Although some of the early Unix development preceded the official beginning of his “age”, 1 January 1970 is zero point in time POSIX. Therefore, beginning January 1, 2020, officially the platform was exactly 50 years.
Unix time vs human time
From the point of view of human time, 50 years is a long period. From the point of view of Unix time, there’s nothing special about 50 years, and 43 years would be no less significant. Unix systems (including Linux) store values of date and time as number of seconds since 1970-01-01 00:00:00 UTC, recording in 32 bits. To determine how many seconds have passed since that time and, therefore, the current value of the Unix time, you can run the command:
$ date +%s
Argument %s after the command date displays the current date and time in number of seconds since 1970-01-01.
What is the maximum date that can store Unix system?
To understand how much time it can hold a Unix system, you need to evaluate the capacity of a 32-bit field. It can be calculated as:
$ echo ‘2^32’ | bc
However, since Unix provides for the preservation and negative numbers one bit is reserved for sign, reducing, thus, the time value to:
$ echo ‘2^31’ | bc
And since the Unix numbering starts with 0, it means that we have 2 147 483 648 values, but the biggest is 2 147 483 647 – date and Unix time can’t exceed this number. In the same way as the odometer on the car can not show more than 999,999 miles – add 1, and the value is reset.
How long is a year in seconds?
The number of seconds in a year can be calculated as follows:
$ expr 24 * 60 * 60 * 365
A leap year adds another day:
$ expr 24 * 60 * 60 * 366
How Unix displays his 50th birthday?
January 1, 2020 at 12:00 am is the time 1577836800. The calculation is slightly more complicated because you must account for leap years. Since the beginning of the Unix epoch was 12 years, starting in 1972 and ending in 2016. That is the usual years have passed 38.
Here is the command for expr number of seconds for the past 50 years:
$ expr 24 * 60 * 60 * 365 * 38 + 24 * 60 * 60 * 366 * 12
Or so, with earlier calculations:
$ expr 31536000 * 38 + 31622400 * 12
This method of recording time-made the Unix system is immune to the Y2K problem years where people at the end of 1999 were worried that the transition to the year 2000 may cause damage to computer systems. Difficulties was much less than expected. In fact, the only apps that record years in two-digit format, collided with the reset dates. Many developers have undertaken further work to ensure that their apps will not be affected by the Y2K problem.
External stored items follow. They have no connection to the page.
//! Combatant model - normalized view of a party member or monster.
//!
//! Party members and monster templates have different source shapes; both
//! flatten into [`Combatant`] snapshots owned by the battle session, so the
//! action resolver never cares which side a unit came from.

use arrayvec::ArrayVec;

use crate::config::BattleConfig;
use crate::state::inventory::Inventory;

/// Identifies a combatant within one battle session.
#[derive(Clone, Copy, Debug, PartialEq, Eq, PartialOrd, Ord, Hash)]
#[cfg_attr(feature = "serde", derive(serde::Serialize, serde::Deserialize))]
pub struct CombatantId(pub u32);

impl CombatantId {
    /// The active party member. Enemies start at 1.
    pub const PLAYER: CombatantId = CombatantId(0);
}

impl core::fmt::Display for CombatantId {
    fn fmt(&self, f: &mut core::fmt::Formatter<'_>) -> core::fmt::Result {
        write!(f, "#{}", self.0)
    }
}

/// Which side of the battle a combatant fights on.
#[derive(Clone, Copy, Debug, PartialEq, Eq, Hash)]
#[cfg_attr(feature = "serde", derive(serde::Serialize, serde::Deserialize))]
pub enum Side {
    Party,
    Enemy,
}

/// Stat keys used as spell modifiers and roll bonuses.
#[derive(Clone, Copy, Debug, PartialEq, Eq, Hash, strum::Display, strum::EnumString)]
#[strum(serialize_all = "snake_case")]
#[cfg_attr(feature = "serde", derive(serde::Serialize, serde::Deserialize))]
#[cfg_attr(feature = "serde", serde(rename_all = "snake_case"))]
pub enum StatKey {
    Strength,
    Dexterity,
    Intelligence,
    Wisdom,
}

/// Flat stat modifiers, looked up by [`StatKey`].
#[derive(Clone, Copy, Debug, Default, PartialEq, Eq)]
#[cfg_attr(feature = "serde", derive(serde::Serialize, serde::Deserialize))]
pub struct StatModifiers {
    pub strength: i32,
    pub dexterity: i32,
    pub intelligence: i32,
    pub wisdom: i32,
}

impl StatModifiers {
    pub fn get(&self, key: StatKey) -> i32 {
        match key {
            StatKey::Strength => self.strength,
            StatKey::Dexterity => self.dexterity,
            StatKey::Intelligence => self.intelligence,
            StatKey::Wisdom => self.wisdom,
        }
    }
}

/// Hit point meter. Every mutation clamps current HP to `[0, max]`.
#[derive(Clone, Copy, Debug, PartialEq, Eq)]
#[cfg_attr(feature = "serde", derive(serde::Serialize, serde::Deserialize))]
pub struct HpMeter {
    current: u32,
    max: u32,
}

impl HpMeter {
    pub const fn at_max(max: u32) -> Self {
        Self { current: max, max }
    }

    pub fn new(current: u32, max: u32) -> Self {
        Self {
            current: current.min(max),
            max,
        }
    }

    pub fn current(&self) -> u32 {
        self.current
    }

    pub fn max(&self) -> u32 {
        self.max
    }

    pub fn is_depleted(&self) -> bool {
        self.current == 0
    }

    /// Apply damage, flooring at 0. Returns the HP actually removed.
    pub fn damage(&mut self, amount: u32) -> u32 {
        let removed = amount.min(self.current);
        self.current -= removed;
        removed
    }

    /// Restore HP, clamped to max. Returns the HP actually restored.
    pub fn heal(&mut self, amount: u32) -> u32 {
        let restored = amount.min(self.max - self.current);
        self.current += restored;
        restored
    }

    /// Raise the maximum and heal by the same amount (level-up growth).
    pub fn grow(&mut self, amount: u32) {
        self.max += amount;
        self.current = (self.current + amount).min(self.max);
    }
}

/// What a spell does when it resolves.
#[derive(Clone, Copy, Debug, PartialEq, Eq)]
#[cfg_attr(feature = "serde", derive(serde::Serialize, serde::Deserialize))]
pub enum SpellEffect {
    /// Direct damage; bypasses the to-hit roll.
    Damage,
    /// Restores HP on the caster's side.
    Heal,
}

/// A castable spell or skill.
#[derive(Clone, Debug, PartialEq, Eq)]
#[cfg_attr(feature = "serde", derive(serde::Serialize, serde::Deserialize))]
pub struct Spell {
    pub id: String,
    pub name: String,
    pub effect: SpellEffect,
    /// Dice notation for the damage or heal amount.
    pub dice: String,
    /// Stat modifier added to the roll, if any.
    pub modifier: Option<StatKey>,
    /// Minimum caster level.
    pub min_level: u32,
}

/// One side's fighting unit: a snapshot owned by the battle session.
#[derive(Clone, Debug, PartialEq, Eq)]
#[cfg_attr(feature = "serde", derive(serde::Serialize, serde::Deserialize))]
pub struct Combatant {
    pub id: CombatantId,
    pub name: String,
    pub side: Side,
    /// Boss fights cannot be fled or escaped from.
    pub boss: bool,

    pub hp: HpMeter,
    /// Added to the d20 attack roll.
    pub attack_bonus: i32,
    /// Threshold an incoming attack roll must meet or exceed.
    pub armor_class: i32,
    /// Flat bonus added to weapon damage rolls.
    pub damage_modifier: i32,
    /// Added to the opening initiative roll.
    pub initiative_modifier: i32,
    pub speed: i32,
    pub level: u32,
    pub stats: StatModifiers,

    /// Weapon damage dice notation.
    pub weapon_dice: String,
    pub spells: ArrayVec<Spell, { BattleConfig::MAX_SPELLS }>,
    pub inventory: Inventory,

    /// Temporary AC bonus from the defend stance; cleared at the start of
    /// this combatant's next turn.
    pub defend_bonus: i32,

    // Enemy-side bookkeeping for the victory summary.
    /// Species id of the template this enemy was cloned from.
    pub species: Option<String>,
    pub xp_reward: u32,
    pub gold_reward: u32,
    pub drops: Vec<String>,
    /// Set once a party attack lands, meaning the AC was empirically probed.
    pub ac_discovered: bool,
}

impl Combatant {
    pub fn is_alive(&self) -> bool {
        !self.hp.is_depleted()
    }

    /// Armor class including the transient defend bonus.
    pub fn effective_ac(&self) -> i32 {
        self.armor_class + self.defend_bonus
    }

    /// Look up a known spell by id.
    pub fn spell(&self, spell_id: &str) -> Option<&Spell> {
        self.spells.iter().find(|s| s.id == spell_id)
    }
}

#[cfg(test)]
mod tests {
    use super::*;

    #[test]
    fn hp_meter_clamps_both_ways() {
        let mut hp = HpMeter::at_max(20);
        assert_eq!(hp.damage(50), 20);
        assert!(hp.is_depleted());
        assert_eq!(hp.heal(100), 20);
        assert_eq!(hp.current(), 20);
    }

    #[test]
    fn grow_raises_max_and_heals() {
        let mut hp = HpMeter::new(5, 20);
        hp.grow(4);
        assert_eq!(hp.max(), 24);
        assert_eq!(hp.current(), 9);
    }

    #[test]
    fn stat_key_parses_snake_case() {
        use core::str::FromStr;
        assert_eq!(StatKey::from_str("strength"), Ok(StatKey::Strength));
        assert_eq!(StatKey::Dexterity.to_string(), "dexterity");
    }
}
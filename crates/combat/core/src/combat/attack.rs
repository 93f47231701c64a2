//! Weapon attack resolution: d20 to-hit plus damage dice.

use crate::config::BattleConfig;
use crate::dice::roll_notation;
use crate::env::RngOracle;
use crate::state::Combatant;

use super::damage::damage_amount;

/// Outcome of an attack attempt.
#[derive(Clone, Copy, Debug, PartialEq, Eq)]
#[cfg_attr(feature = "serde", derive(serde::Serialize, serde::Deserialize))]
pub enum AttackOutcome {
    /// Natural 1: automatic miss, no damage roll.
    CriticalMiss,
    /// Attack roll fell short of the target's armor class.
    Miss,
    /// Attack roll met or beat the armor class.
    Hit,
    /// Natural 20: automatic hit, damage doubled.
    Critical,
}

impl AttackOutcome {
    pub fn is_hit(&self) -> bool {
        matches!(self, AttackOutcome::Hit | AttackOutcome::Critical)
    }
}

/// Result of a complete attack resolution.
#[derive(Clone, Copy, Debug, PartialEq, Eq)]
#[cfg_attr(feature = "serde", derive(serde::Serialize, serde::Deserialize))]
pub struct AttackResult {
    pub outcome: AttackOutcome,
    /// The raw d20 face.
    pub natural: u32,
    /// d20 face plus the attacker's attack bonus.
    pub attack_roll: i32,
    /// Damage dealt; `None` on a miss.
    pub damage: Option<u32>,
}

/// Resolve a weapon attack: `1d20 + attack bonus` vs the defender's
/// effective armor class (defend stance included).
///
/// A natural 1 short-circuits without a damage roll; a natural 20 hits
/// regardless of AC and multiplies the total damage by the configured
/// critical multiplier. On a hit, damage is the attacker's weapon dice plus
/// damage modifier, floored at zero.
///
/// `hit_seed` and `damage_seed` must be independent (different roll
/// contexts) so forcing one roll under test never disturbs the other.
pub fn resolve_attack(
    attacker: &Combatant,
    defender: &Combatant,
    config: &BattleConfig,
    rng: &(impl RngOracle + ?Sized),
    hit_seed: u64,
    damage_seed: u64,
) -> AttackResult {
    let natural = rng.roll_die(hit_seed, 20);
    let attack_roll = natural as i32 + attacker.attack_bonus;

    let outcome = match natural {
        1 => AttackOutcome::CriticalMiss,
        20 => AttackOutcome::Critical,
        _ if attack_roll >= defender.effective_ac() => AttackOutcome::Hit,
        _ => AttackOutcome::Miss,
    };

    let damage = match outcome {
        AttackOutcome::CriticalMiss | AttackOutcome::Miss => None,
        AttackOutcome::Hit | AttackOutcome::Critical => {
            let roll = roll_notation(&attacker.weapon_dice, rng, damage_seed)
                + attacker.damage_modifier;
            let mut total = damage_amount(roll);
            if outcome == AttackOutcome::Critical {
                total *= config.crit_multiplier;
            }
            Some(total)
        }
    };

    AttackResult {
        outcome,
        natural,
        attack_roll,
        damage,
    }
}

#[cfg(test)]
mod tests {
    use super::*;
    use crate::env::SequenceRng;
    use crate::state::test_support::{enemy, player};

    fn resolve(faces: &[u32]) -> AttackResult {
        let rng = SequenceRng::from_faces(faces.iter().copied());
        resolve_attack(&player(), &enemy(1, "Goblin"), &BattleConfig::default(), &rng, 0, 1)
    }

    #[test]
    fn hit_when_roll_meets_ac() {
        // attack_bonus 4, enemy AC 12: a 15 hits; 1d8=5 + modifier 2 = 7.
        let result = resolve(&[15, 5]);
        assert_eq!(result.outcome, AttackOutcome::Hit);
        assert_eq!(result.attack_roll, 19);
        assert_eq!(result.damage, Some(7));
    }

    #[test]
    fn miss_below_ac_rolls_no_damage() {
        let rng = SequenceRng::from_faces([5]);
        let result = resolve_attack(
            &player(),
            &enemy(1, "Goblin"),
            &BattleConfig::default(),
            &rng,
            0,
            1,
        );
        assert_eq!(result.outcome, AttackOutcome::Miss);
        assert_eq!(result.damage, None);
        // The damage die was never consumed.
        assert_eq!(rng.remaining(), 0);
    }

    #[test]
    fn natural_one_always_misses() {
        // 1 + 4 = 5 would miss anyway, but even vs AC 1 the natural 1 misses.
        let mut target = enemy(1, "Slime");
        target.armor_class = 1;
        let rng = SequenceRng::from_faces([1]);
        let result =
            resolve_attack(&player(), &target, &BattleConfig::default(), &rng, 0, 1);
        assert_eq!(result.outcome, AttackOutcome::CriticalMiss);
        assert_eq!(result.damage, None);
    }

    #[test]
    fn natural_twenty_doubles_damage() {
        // 1d8=3 + 2 = 5, doubled to 10.
        let result = resolve(&[20, 3]);
        assert_eq!(result.outcome, AttackOutcome::Critical);
        assert_eq!(result.damage, Some(10));
    }

    #[test]
    fn defend_bonus_raises_effective_ac() {
        let mut target = enemy(1, "Goblin");
        target.defend_bonus = 2;
        // 10 + 4 = 14 meets AC 12 but not 12 + 2.
        let rng = SequenceRng::from_faces([10]);
        let result =
            resolve_attack(&player(), &target, &BattleConfig::default(), &rng, 0, 1);
        assert_eq!(result.outcome, AttackOutcome::Miss);
    }
}
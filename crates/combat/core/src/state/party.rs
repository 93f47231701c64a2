//! Persistent party member record.
//!
//! The surrounding game session owns exactly one [`PartyMember`] per hero.
//! The combat core only references it: a battle opens with a [`Combatant`]
//! snapshot built from the record, and writes HP and inventory back when the
//! session closes. XP/gold/level mutations go through the reward engine.

use arrayvec::ArrayVec;

use crate::config::BattleConfig;
use crate::env::SpellbookOracle;
use crate::progression::Progression;
use crate::state::combatant::{Combatant, CombatantId, HpMeter, Side, Spell, StatModifiers};
use crate::state::inventory::Inventory;

/// The persistent party member, owned by the game session.
#[derive(Clone, Debug, PartialEq, Eq)]
#[cfg_attr(feature = "serde", derive(serde::Serialize, serde::Deserialize))]
pub struct PartyMember {
    pub name: String,
    /// Level, XP, gold, HP, and known spells all live here and survive
    /// between battles.
    pub progression: Progression,
    pub damage_modifier: i32,
    pub initiative_modifier: i32,
    pub speed: i32,
    pub stats: StatModifiers,
    pub weapon_dice: String,
    pub inventory: Inventory,
}

impl PartyMember {
    /// Build the battle snapshot. Known spell ids resolve through the
    /// spellbook; ids the spellbook no longer carries are skipped.
    pub fn to_combatant(&self, spellbook: &(impl SpellbookOracle + ?Sized)) -> Combatant {
        let mut spells: ArrayVec<Spell, { BattleConfig::MAX_SPELLS }> = ArrayVec::new();
        for id in self.progression.known_spells.iter() {
            if spells.is_full() {
                break;
            }
            if let Some(spell) = spellbook.spell(id) {
                spells.push(spell);
            }
        }

        Combatant {
            id: CombatantId::PLAYER,
            name: self.name.clone(),
            side: Side::Party,
            boss: false,
            hp: HpMeter::new(self.progression.hp, self.progression.hp_max),
            attack_bonus: self.progression.attack_bonus,
            armor_class: self.progression.armor_class,
            damage_modifier: self.damage_modifier,
            initiative_modifier: self.initiative_modifier,
            speed: self.speed,
            level: self.progression.level,
            stats: self.stats,
            weapon_dice: self.weapon_dice.clone(),
            spells,
            inventory: self.inventory.clone(),
            defend_bonus: 0,
            species: None,
            xp_reward: 0,
            gold_reward: 0,
            drops: Vec::new(),
            ac_discovered: false,
        }
    }

    /// Write battle results back from the snapshot: current HP and whatever
    /// the inventory looks like after item consumption.
    pub fn write_back(&mut self, snapshot: &Combatant) {
        self.progression.hp = snapshot.hp.current().min(self.progression.hp_max);
        self.inventory = snapshot.inventory.clone();
    }
}
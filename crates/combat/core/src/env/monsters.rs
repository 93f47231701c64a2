//! Monster template definitions and oracle interface.
//!
//! Templates describe monsters in a data-driven way and spawn per-encounter
//! [`Combatant`] snapshots, so repeated encounters never share mutable state.
//! The [`MonsterOracle`] trait lets exploration resolve a species id plus the
//! current biome into a template without coupling to concrete content.

use arrayvec::ArrayVec;

use crate::config::BattleConfig;
use crate::state::{
    Combatant, CombatantId, HpMeter, Inventory, Side, Spell, StatModifiers,
};

/// Resolves species ids to monster templates.
///
/// `biome` scopes the lookup: a species may only exist in some biomes, or
/// carry biome-specific tuning. Implementations return `None` for unknown
/// species or a species that does not spawn in the given biome.
pub trait MonsterOracle: Send + Sync {
    fn template(&self, species: &str, biome: &str) -> Option<MonsterTemplate>;
}

/// Monster template defining all Combatant fields except the battle-local id.
#[derive(Clone, Debug, PartialEq, Eq)]
#[cfg_attr(feature = "serde", derive(serde::Serialize, serde::Deserialize))]
pub struct MonsterTemplate {
    pub species: String,
    pub name: String,
    pub boss: bool,
    pub hp_max: u32,
    pub attack_bonus: i32,
    pub armor_class: i32,
    pub damage_modifier: i32,
    pub initiative_modifier: i32,
    pub speed: i32,
    pub level: u32,
    pub stats: StatModifiers,
    pub weapon_dice: String,
    pub spells: Vec<Spell>,
    /// Biome tags this species spawns in; empty means anywhere.
    pub biomes: Vec<String>,
    pub xp_reward: u32,
    pub gold_reward: u32,
    /// Item ids dropped on defeat.
    pub drops: Vec<String>,
}

impl MonsterTemplate {
    pub fn builder(species: impl Into<String>, name: impl Into<String>) -> MonsterTemplateBuilder {
        MonsterTemplateBuilder::new(species, name)
    }

    /// Whether this species spawns in the given biome.
    pub fn spawns_in(&self, biome: &str) -> bool {
        self.biomes.is_empty() || self.biomes.iter().any(|b| b == biome)
    }

    /// Clone a fresh enemy-side combatant snapshot for a battle.
    pub fn spawn(&self, id: CombatantId) -> Combatant {
        let mut spells: ArrayVec<Spell, { BattleConfig::MAX_SPELLS }> = ArrayVec::new();
        for spell in self.spells.iter().take(BattleConfig::MAX_SPELLS) {
            spells.push(spell.clone());
        }

        Combatant {
            id,
            name: self.name.clone(),
            side: Side::Enemy,
            boss: self.boss,
            hp: HpMeter::at_max(self.hp_max),
            attack_bonus: self.attack_bonus,
            armor_class: self.armor_class,
            damage_modifier: self.damage_modifier,
            initiative_modifier: self.initiative_modifier,
            speed: self.speed,
            level: self.level,
            stats: self.stats,
            weapon_dice: self.weapon_dice.clone(),
            spells,
            inventory: Inventory::default(),
            defend_bonus: 0,
            species: Some(self.species.clone()),
            xp_reward: self.xp_reward,
            gold_reward: self.gold_reward,
            drops: self.drops.clone(),
            ac_discovered: false,
        }
    }
}

/// Builder for constructing monster templates.
pub struct MonsterTemplateBuilder {
    template: MonsterTemplate,
}

impl MonsterTemplateBuilder {
    pub fn new(species: impl Into<String>, name: impl Into<String>) -> Self {
        Self {
            template: MonsterTemplate {
                species: species.into(),
                name: name.into(),
                boss: false,
                hp_max: 10,
                attack_bonus: 2,
                armor_class: 10,
                damage_modifier: 0,
                initiative_modifier: 0,
                speed: 3,
                level: 1,
                stats: StatModifiers::default(),
                weapon_dice: "1d6".into(),
                spells: Vec::new(),
                biomes: Vec::new(),
                xp_reward: 10,
                gold_reward: 5,
                drops: Vec::new(),
            },
        }
    }

    pub fn boss(mut self, boss: bool) -> Self {
        self.template.boss = boss;
        self
    }

    pub fn hp(mut self, hp_max: u32) -> Self {
        self.template.hp_max = hp_max;
        self
    }

    pub fn attack(mut self, attack_bonus: i32) -> Self {
        self.template.attack_bonus = attack_bonus;
        self
    }

    pub fn armor_class(mut self, armor_class: i32) -> Self {
        self.template.armor_class = armor_class;
        self
    }

    pub fn damage_modifier(mut self, damage_modifier: i32) -> Self {
        self.template.damage_modifier = damage_modifier;
        self
    }

    pub fn initiative(mut self, initiative_modifier: i32) -> Self {
        self.template.initiative_modifier = initiative_modifier;
        self
    }

    pub fn speed(mut self, speed: i32) -> Self {
        self.template.speed = speed;
        self
    }

    pub fn level(mut self, level: u32) -> Self {
        self.template.level = level;
        self
    }

    pub fn weapon(mut self, dice: impl Into<String>) -> Self {
        self.template.weapon_dice = dice.into();
        self
    }

    pub fn spell(mut self, spell: Spell) -> Self {
        self.template.spells.push(spell);
        self
    }

    pub fn biome(mut self, biome: impl Into<String>) -> Self {
        self.template.biomes.push(biome.into());
        self
    }

    pub fn rewards(mut self, xp: u32, gold: u32) -> Self {
        self.template.xp_reward = xp;
        self.template.gold_reward = gold;
        self
    }

    pub fn drop_item(mut self, item_id: impl Into<String>) -> Self {
        self.template.drops.push(item_id.into());
        self
    }

    pub fn build(self) -> MonsterTemplate {
        self.template
    }
}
When the Unix time will run into problems?
Similar difficulties await a Unix system no earlier than 2038, when the date stored in the format described above, will exceed the 32-bit space. Still 18, but the kernel developers are already working to avoid future failures.
The 2038 problem is sometimes referred to as Y2K38 problem. If it is not resolved till Tuesday 19th of January 2038, after that date, the system may think that you came 1901. One way to solve this problem is to switch to 64-bit representation of date and time. Some believe that it will be much harder than it might seem.
In any case, to panic yet. But the really important today is the 50th anniversary of Unix systems, which are recognized as one of the most important OS in the history.